How do ´proper´ blue cuckoos look? I have a blue cuckoo daughter of the pictured roo and while I know she´s cuckoo (chick headspot and some striped feathers) she mainly looks like a pale solid blue
not much pattern to see. Is that because her father is just a Bb and her mother solid black? How does one work on a more prominent pattern?
As a basic start , if you are wanting the a. blues, not lavender... take a cuckoo roo and breed to a splash or blue bird, the offspring should come out blue cuckoo, if needed take the f1 offspring back to the cuckoo roo 1 more time and it should pur up and improve the barring. You can also take you chick there and breed her back to a cuckoo , that will help her offspring as well.
How old is your girl, sometimes it takes a little while for the pattern to show up as well..
Quote:
As a basic start , if you are wanting the a. blues, not lavender... take a cuckoo roo and breed to a splash or blue bird, the offspring should come out blue cuckoo, if needed take the f1 offspring back to the cuckoo roo 1 more time and it should pur up and improve the barring. You can also take you chick there and breed her back to a cuckoo , that will help her offspring as well.
How old is your girl, sometimes it takes a little while for the pattern to show up as well..

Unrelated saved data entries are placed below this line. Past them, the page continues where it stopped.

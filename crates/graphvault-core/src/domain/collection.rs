//! Collection states and item kinds

use serde::{Deserialize, Serialize};

use super::path::RepoPath;

/// What a delta event describes
#[derive(Debug, Clone, Copy, PartialEq, Eq, Hash, Serialize, Deserialize)]
#[serde(rename_all = "lowercase")]
pub enum ItemKind {
    File,
    Folder,
    /// A folder-like bundle the server treats as a single unit
    /// (e.g. a notebook)
    Package,
    /// The synthetic root of a drive
    Root,
}

impl ItemKind {
    /// Folders and packages both materialize as containers
    #[must_use]
    pub fn is_container(self) -> bool {
        matches!(self, Self::Folder | Self::Package)
    }
}

/// How a collection relates to the previous backup
#[derive(Debug, Clone, Copy, PartialEq, Eq, Hash, Serialize, Deserialize)]
pub enum CollectionState {
    /// No previous path is known for this container
    New,
    /// The container is where it was last time
    NotMoved,
    /// The container exists but its path changed
    Moved,
    /// The container no longer exists; only the previous path remains
    Deleted,
}

/// Collection state as a pure function of the two paths
///
/// The absence of a current path always wins: a tombstone stays a tombstone
/// no matter what the previous path says.
#[must_use]
pub fn state_of(prev: Option<&RepoPath>, full: Option<&RepoPath>) -> CollectionState {
    match (prev, full) {
        (_, None) => CollectionState::Deleted,
        (None, Some(_)) => CollectionState::New,
        (Some(p), Some(f)) if p == f => CollectionState::NotMoved,
        (Some(_), Some(_)) => CollectionState::Moved,
    }
}

#[cfg(test)]
mod tests {
    use super::*;
    use crate::domain::path::Category;

    fn path(folders: &[&str]) -> RepoPath {
        RepoPath::build("t", "u", Category::Files, folders.to_vec()).unwrap()
    }

    #[test]
    fn state_new_when_no_previous() {
        let full = path(&["drives", "d", "root:", "A"]);
        assert_eq!(state_of(None, Some(&full)), CollectionState::New);
    }

    #[test]
    fn state_not_moved_when_equal() {
        let p = path(&["drives", "d", "root:", "A"]);
        assert_eq!(state_of(Some(&p), Some(&p)), CollectionState::NotMoved);
    }

    #[test]
    fn state_moved_when_different() {
        let prev = path(&["drives", "d", "root:", "A"]);
        let full = path(&["drives", "d", "root:", "B"]);
        assert_eq!(state_of(Some(&prev), Some(&full)), CollectionState::Moved);
    }

    #[test]
    fn state_deleted_when_no_full_path() {
        let prev = path(&["drives", "d", "root:", "A"]);
        assert_eq!(state_of(Some(&prev), None), CollectionState::Deleted);
        assert_eq!(state_of(None, None), CollectionState::Deleted);
    }

    #[test]
    fn kinds() {
        assert!(ItemKind::Folder.is_container());
        assert!(ItemKind::Package.is_container());
        assert!(!ItemKind::File.is_container());
        assert!(!ItemKind::Root.is_container());
    }
}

Will you tell us more colors to make?!?! I have chocolate and barred OE hatching so can I make barred chocolate? And does it have to be cuckoo to make blue cuckoos, because were can I find cuckoo OE? because I only have barred. 1 more question! LOL How do you make barred? I'm trying to make barred moderns. I know its possible because once I saw a picture of one.
Sure,
Take your chocolates to your barred/cuckoos, and you will get barred fawn/dun
The barring is a dominate trate and will go over most any color. Try to cross them to any color, at most you may have to take the offspring back one more time to the cuckoo, but by the second year tops, you'll have them.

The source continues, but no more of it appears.